• _EXERCISE_
Work out the number of lines in the listing that include the string "NotFound". Reply with that number alone.

• _DATASET RECORDS_
═══
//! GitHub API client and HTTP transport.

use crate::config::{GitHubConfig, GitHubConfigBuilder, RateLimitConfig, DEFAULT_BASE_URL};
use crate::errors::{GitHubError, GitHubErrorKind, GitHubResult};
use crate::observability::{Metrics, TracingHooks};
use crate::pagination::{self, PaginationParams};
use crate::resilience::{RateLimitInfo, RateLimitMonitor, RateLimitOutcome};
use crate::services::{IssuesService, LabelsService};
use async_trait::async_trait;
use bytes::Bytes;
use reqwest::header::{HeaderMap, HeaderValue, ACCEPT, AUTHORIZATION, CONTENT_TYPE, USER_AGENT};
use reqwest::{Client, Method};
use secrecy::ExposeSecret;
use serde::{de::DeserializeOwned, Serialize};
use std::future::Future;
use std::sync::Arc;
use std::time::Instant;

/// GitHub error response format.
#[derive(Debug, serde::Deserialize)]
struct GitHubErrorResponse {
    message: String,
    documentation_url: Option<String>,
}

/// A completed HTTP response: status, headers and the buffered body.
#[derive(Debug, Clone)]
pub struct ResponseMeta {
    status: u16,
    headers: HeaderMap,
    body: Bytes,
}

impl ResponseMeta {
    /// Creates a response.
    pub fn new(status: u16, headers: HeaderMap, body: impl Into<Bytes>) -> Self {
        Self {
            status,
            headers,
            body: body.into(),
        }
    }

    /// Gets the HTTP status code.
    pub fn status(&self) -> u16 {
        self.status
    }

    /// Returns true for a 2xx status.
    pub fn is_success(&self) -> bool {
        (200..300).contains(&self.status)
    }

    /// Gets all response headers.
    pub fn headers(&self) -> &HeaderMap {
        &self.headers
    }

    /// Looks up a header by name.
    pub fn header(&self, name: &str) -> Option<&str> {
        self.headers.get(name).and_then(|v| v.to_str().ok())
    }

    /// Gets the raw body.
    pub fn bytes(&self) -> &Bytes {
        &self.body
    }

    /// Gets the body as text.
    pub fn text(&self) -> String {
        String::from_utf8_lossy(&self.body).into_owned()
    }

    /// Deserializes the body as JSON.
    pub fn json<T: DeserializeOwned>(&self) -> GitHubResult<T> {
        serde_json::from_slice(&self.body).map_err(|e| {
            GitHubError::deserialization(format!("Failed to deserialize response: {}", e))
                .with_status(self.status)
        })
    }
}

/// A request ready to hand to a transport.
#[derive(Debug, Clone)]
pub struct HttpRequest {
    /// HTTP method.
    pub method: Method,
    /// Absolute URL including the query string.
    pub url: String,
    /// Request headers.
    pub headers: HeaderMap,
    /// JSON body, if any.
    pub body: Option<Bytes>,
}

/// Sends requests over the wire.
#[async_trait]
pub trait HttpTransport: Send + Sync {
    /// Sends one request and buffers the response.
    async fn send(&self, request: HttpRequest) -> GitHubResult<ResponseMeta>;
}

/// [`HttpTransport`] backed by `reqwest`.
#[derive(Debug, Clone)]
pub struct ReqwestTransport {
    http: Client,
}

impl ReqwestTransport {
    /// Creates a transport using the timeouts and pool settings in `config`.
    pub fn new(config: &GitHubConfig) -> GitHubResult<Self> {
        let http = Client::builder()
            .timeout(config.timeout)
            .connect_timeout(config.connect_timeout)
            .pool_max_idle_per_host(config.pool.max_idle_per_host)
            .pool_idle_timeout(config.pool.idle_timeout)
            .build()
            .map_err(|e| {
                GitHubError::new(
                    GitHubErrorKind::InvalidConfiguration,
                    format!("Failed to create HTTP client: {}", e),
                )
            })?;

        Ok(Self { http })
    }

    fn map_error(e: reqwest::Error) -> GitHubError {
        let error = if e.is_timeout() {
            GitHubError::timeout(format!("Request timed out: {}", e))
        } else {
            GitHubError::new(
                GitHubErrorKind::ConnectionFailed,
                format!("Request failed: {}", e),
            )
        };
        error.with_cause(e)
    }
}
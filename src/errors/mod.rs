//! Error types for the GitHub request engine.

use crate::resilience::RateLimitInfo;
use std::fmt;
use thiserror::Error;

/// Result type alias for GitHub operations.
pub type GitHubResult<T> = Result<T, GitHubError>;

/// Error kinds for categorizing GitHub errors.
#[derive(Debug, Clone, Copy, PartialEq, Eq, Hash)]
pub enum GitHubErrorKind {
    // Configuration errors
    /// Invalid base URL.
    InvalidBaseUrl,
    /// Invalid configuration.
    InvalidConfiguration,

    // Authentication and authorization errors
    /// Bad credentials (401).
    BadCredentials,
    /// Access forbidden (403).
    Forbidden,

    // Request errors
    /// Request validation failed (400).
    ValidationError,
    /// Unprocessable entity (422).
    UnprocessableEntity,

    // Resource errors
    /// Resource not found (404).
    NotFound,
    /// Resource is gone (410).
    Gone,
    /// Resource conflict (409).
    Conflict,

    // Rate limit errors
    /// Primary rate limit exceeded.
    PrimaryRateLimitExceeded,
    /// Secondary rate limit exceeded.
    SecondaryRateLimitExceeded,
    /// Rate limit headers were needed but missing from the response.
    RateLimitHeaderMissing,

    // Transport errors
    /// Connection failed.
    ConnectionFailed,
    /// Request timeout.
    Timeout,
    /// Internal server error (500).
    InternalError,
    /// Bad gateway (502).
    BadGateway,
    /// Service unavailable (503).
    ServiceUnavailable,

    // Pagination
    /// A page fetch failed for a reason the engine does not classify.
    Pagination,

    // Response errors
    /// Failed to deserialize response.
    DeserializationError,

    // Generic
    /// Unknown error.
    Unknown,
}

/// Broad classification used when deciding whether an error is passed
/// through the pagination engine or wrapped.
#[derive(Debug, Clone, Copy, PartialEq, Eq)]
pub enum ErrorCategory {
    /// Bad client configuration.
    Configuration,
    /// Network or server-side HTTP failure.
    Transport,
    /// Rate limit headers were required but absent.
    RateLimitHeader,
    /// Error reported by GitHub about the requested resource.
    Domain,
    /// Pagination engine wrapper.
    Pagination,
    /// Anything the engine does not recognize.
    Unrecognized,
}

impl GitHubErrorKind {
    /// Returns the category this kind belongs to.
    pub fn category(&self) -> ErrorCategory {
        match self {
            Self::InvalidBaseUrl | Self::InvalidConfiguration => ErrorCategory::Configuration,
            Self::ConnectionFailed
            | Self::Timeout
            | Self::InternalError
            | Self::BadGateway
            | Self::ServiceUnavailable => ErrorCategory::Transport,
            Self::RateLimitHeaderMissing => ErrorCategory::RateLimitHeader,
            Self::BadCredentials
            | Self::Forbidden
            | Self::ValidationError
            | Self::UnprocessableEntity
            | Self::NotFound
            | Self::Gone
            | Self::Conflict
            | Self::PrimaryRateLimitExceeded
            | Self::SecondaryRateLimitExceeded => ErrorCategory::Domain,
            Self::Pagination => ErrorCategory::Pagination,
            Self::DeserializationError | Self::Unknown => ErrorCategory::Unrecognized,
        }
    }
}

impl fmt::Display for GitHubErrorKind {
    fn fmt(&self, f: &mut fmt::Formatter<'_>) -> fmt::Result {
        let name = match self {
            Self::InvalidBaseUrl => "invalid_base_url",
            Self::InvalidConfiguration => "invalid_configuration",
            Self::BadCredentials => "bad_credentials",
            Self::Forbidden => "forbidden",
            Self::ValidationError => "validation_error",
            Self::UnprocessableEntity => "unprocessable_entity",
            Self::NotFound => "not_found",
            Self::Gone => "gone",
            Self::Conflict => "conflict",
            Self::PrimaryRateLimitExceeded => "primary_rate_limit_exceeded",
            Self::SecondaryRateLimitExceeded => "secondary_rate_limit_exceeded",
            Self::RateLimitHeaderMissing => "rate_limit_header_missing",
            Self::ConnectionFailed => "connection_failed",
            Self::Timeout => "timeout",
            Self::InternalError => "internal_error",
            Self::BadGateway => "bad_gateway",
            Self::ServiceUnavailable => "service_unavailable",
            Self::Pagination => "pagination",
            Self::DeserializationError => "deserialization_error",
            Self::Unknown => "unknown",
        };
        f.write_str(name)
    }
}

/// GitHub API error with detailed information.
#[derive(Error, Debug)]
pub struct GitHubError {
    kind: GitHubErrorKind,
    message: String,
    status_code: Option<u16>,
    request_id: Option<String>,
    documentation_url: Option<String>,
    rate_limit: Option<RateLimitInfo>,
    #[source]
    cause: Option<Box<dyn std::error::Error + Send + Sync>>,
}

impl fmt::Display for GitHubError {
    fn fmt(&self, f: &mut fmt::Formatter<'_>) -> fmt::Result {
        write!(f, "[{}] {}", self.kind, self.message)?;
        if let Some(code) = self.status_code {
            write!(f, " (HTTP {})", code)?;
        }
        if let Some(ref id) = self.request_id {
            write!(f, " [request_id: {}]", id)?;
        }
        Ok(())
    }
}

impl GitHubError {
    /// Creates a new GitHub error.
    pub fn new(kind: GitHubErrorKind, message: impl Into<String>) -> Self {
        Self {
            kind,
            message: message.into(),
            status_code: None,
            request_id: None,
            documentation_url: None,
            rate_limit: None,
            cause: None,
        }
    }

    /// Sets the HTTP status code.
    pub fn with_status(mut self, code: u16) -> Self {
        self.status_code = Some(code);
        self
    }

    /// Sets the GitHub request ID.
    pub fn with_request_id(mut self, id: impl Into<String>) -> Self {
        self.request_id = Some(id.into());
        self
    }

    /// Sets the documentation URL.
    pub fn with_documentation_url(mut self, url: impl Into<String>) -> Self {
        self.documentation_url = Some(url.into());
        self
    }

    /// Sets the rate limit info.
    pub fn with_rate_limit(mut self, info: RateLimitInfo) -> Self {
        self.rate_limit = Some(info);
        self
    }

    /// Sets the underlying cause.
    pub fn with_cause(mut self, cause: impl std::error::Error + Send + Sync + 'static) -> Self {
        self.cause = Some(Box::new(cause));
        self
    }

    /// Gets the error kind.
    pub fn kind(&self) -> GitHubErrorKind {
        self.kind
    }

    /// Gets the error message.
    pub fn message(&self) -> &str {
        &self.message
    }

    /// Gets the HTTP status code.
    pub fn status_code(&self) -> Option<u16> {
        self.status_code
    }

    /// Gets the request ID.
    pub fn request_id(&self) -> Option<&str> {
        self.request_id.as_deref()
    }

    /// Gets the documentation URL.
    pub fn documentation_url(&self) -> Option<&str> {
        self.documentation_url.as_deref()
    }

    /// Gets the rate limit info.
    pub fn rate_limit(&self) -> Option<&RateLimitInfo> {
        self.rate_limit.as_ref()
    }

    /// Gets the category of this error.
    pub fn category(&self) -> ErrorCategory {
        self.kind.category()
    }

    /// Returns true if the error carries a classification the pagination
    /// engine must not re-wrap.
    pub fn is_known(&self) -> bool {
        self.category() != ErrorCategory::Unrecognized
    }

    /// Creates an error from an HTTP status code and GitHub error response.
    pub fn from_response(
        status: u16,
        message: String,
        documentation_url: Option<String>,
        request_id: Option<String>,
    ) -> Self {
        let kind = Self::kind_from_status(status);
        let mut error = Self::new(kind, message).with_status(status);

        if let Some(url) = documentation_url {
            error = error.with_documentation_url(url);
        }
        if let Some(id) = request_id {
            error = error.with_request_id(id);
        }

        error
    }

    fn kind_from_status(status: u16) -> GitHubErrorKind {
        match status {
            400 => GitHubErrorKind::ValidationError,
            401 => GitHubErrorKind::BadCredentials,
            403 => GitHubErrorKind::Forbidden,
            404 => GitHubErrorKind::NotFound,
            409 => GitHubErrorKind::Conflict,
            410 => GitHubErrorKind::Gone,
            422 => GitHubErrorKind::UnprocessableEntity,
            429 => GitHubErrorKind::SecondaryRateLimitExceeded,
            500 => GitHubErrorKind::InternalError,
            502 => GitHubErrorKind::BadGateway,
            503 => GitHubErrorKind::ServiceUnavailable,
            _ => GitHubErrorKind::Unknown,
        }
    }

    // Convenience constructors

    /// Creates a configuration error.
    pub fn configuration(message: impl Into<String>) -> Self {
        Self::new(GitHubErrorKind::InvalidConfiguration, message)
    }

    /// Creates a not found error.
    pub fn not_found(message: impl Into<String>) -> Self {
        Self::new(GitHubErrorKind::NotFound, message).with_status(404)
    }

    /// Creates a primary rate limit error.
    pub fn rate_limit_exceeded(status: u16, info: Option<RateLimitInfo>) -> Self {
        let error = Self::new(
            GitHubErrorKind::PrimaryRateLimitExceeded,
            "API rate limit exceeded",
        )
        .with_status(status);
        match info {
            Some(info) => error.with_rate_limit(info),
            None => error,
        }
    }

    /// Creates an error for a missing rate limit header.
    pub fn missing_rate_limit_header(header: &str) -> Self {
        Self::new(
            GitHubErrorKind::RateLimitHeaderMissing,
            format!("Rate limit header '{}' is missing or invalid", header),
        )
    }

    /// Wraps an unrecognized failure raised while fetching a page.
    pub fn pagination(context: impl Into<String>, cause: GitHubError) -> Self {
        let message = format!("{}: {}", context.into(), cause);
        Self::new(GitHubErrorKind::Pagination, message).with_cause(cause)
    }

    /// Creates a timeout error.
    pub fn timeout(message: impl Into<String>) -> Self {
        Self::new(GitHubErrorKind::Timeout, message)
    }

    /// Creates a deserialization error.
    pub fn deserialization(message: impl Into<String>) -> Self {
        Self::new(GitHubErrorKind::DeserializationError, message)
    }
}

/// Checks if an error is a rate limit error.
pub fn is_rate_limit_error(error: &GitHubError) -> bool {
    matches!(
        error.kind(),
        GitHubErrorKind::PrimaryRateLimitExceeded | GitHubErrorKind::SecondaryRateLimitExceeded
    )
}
═══
• _RESULT OF THE EXERCISE_
5